* **Exercise goal**
From the first line to the last, write out the records below exactly as they appear.

* **Records supplied**
#[test]
fn catalog_agent_without_instructions_fails_configuration() {
    let dir = tempdir().expect("temp directory should create");
    let catalog = dir.path().join("agents.toml");
    std::fs::write(&catalog, "[agents.mute]\ndescription = \"no text\"\n")
        .expect("catalog should write");

    let paths = AgentPaths {
        local_catalog: catalog,
        global_catalog: None,
    };
    let err = load_local_agent_entries(&paths).expect_err("missing instructions should fail");
    match err {
        OrchestrationError::Configuration(message) => {
            assert!(message.contains("mute"));
            assert!(message.contains("instructions"));
        }
        other => panic!("expected Configuration, got {other:?}"),
    }
}

#[test]
fn missing_credential_env_is_an_authentication_error() {
    let err = resolve_remote_credential("ENSEMBLE_TEST_UNSET_TOKEN")
        .expect_err("unset credential env should fail");
    assert!(matches!(err, OrchestrationError::Authentication(_)));
}

#[test]
fn blank_credential_token_is_rejected() {
    let err = Credential::new("   ").expect_err("blank token should be rejected");
    assert!(matches!(err, OrchestrationError::Authentication(_)));
    let credential = Credential::new("tok-123").expect("token should be accepted");
    assert_eq!(credential.secret(), "tok-123");
    assert_eq!(format!("{credential:?}"), "Credential([REDACTED])");
}

#[test]
fn missing_completion_api_key_is_a_configuration_error() {
    let settings = CompletionSettings {
        endpoint: "https://example.com".to_string(),
        deployment: "gpt-4o".to_string(),
        api_key_env: "ENSEMBLE_TEST_UNSET_KEY".to_string(),
        api_version: None,
    };
    let err = settings.api_key().expect_err("unset key env should fail");
    assert!(matches!(err, OrchestrationError::Configuration(_)));
}

#[test]
fn error_categories_map_to_codes_and_hints() {
    let cases: Vec<(anyhow::Error, &str)> = vec![
        (
            OrchestrationError::Configuration("bad".to_string()).into(),
            "CONFIG",
        ),
        (
            OrchestrationError::Authentication("expired".to_string()).into(),
            "AUTH",
        ),
        (
            OrchestrationError::AgentInvocation {
                agent: "analyst".to_string(),
                message: "503".to_string(),
            }
            .into(),
            "AGENT",
        ),
        (
            OrchestrationError::Timeout {
                waited: Duration::from_secs(20),
                pending: vec!["stuck".to_string()],
            }
            .into(),
            "TIMEOUT",
        ),
        (
            OrchestrationError::RuntimeNotReady {
                state: RuntimeState::NotStarted,
            }
            .into(),
            "RUNTIME",
        ),
        (anyhow::anyhow!("something else"), "INTERNAL"),
    ];

    for (err, code) in cases {
        let formatted = format_cli_error(&err);
        assert!(
            formatted.starts_with(&format!("[{code}]")),
            "expected code {code} in '{formatted}'"
        );
        assert!(formatted.contains("Hint:"), "hint missing in '{formatted}'");
    }
}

* **Reply**
#[test]
fn catalog_agent_without_instructions_fails_configuration() {
    let dir = tempdir().expect("temp directory should create");
    let catalog = dir.path().join("agents.toml");
    std::fs::write(&catalog, "[agents.mute]\ndescription = \"no text\"\n")
        .expect("catalog should write");

    let paths = AgentPaths {
        local_catalog: catalog,
        global_catalog: None,
    };
    let err = load_local_agent_entries(&paths).expect_err("missing instructions should fail");
    match err {
        OrchestrationError::Configuration(message) => {
            assert!(message.contains("mute"));
            assert!(message.contains("instructions"));
        }
        other => panic!("expected Configuration, got {other:?}"),
    }
}

#[test]
fn missing_credential_env_is_an_authentication_error() {
    let err = resolve_remote_credential("ENSEMBLE_TEST_UNSET_TOKEN")
        .expect_err("unset credential env should fail");
    assert!(matches!(err, OrchestrationError::Authentication(_)));
}

#[test]
fn blank_credential_token_is_rejected() {
    let err = Credential::new("   ").expect_err("blank token should be rejected");
    assert!(matches!(err, OrchestrationError::Authentication(_)));
    let credential = Credential::new("tok-123").expect("token should be accepted");
    assert_eq!(credential.secret(), "tok-123");
    assert_eq!(format!("{credential:?}"), "Credential([REDACTED])");
}

#[test]
fn missing_completion_api_key_is_a_configuration_error() {
    let settings = CompletionSettings {
        endpoint: "https://example.com".to_string(),
        deployment: "gpt-4o".to_string(),
        api_key_env: "ENSEMBLE_TEST_UNSET_KEY".to_string(),
        api_version: None,
    };
    let err = settings.api_key().expect_err("unset key env should fail");
    assert!(matches!(err, OrchestrationError::Configuration(_)));
}

#[test]
fn error_categories_map_to_codes_and_hints() {
    let cases: Vec<(anyhow::Error, &str)> = vec![
        (
            OrchestrationError::Configuration("bad".to_string()).into(),
            "CONFIG",
        ),
        (
            OrchestrationError::Authentication("expired".to_string()).into(),
            "AUTH",
        ),
        (
            OrchestrationError::AgentInvocation {
                agent: "analyst".to_string(),
                message: "503".to_string(),
            }
            .into(),
            "AGENT",
        ),
        (
            OrchestrationError::Timeout {
                waited: Duration::from_secs(20),
                pending: vec!["stuck".to_string()],
            }
            .into(),
            "TIMEOUT",
        ),
        (
            OrchestrationError::RuntimeNotReady {
                state: RuntimeState::NotStarted,
            }
            .into(),
            "RUNTIME",
        ),
        (anyhow::anyhow!("something else"), "INTERNAL"),
    ];

    for (err, code) in cases {
        let formatted = format_cli_error(&err);
        assert!(
            formatted.starts_with(&format!("[{code}]")),
            "expected code {code} in '{formatted}'"
        );
        assert!(formatted.contains("Hint:"), "hint missing in '{formatted}'");
    }
}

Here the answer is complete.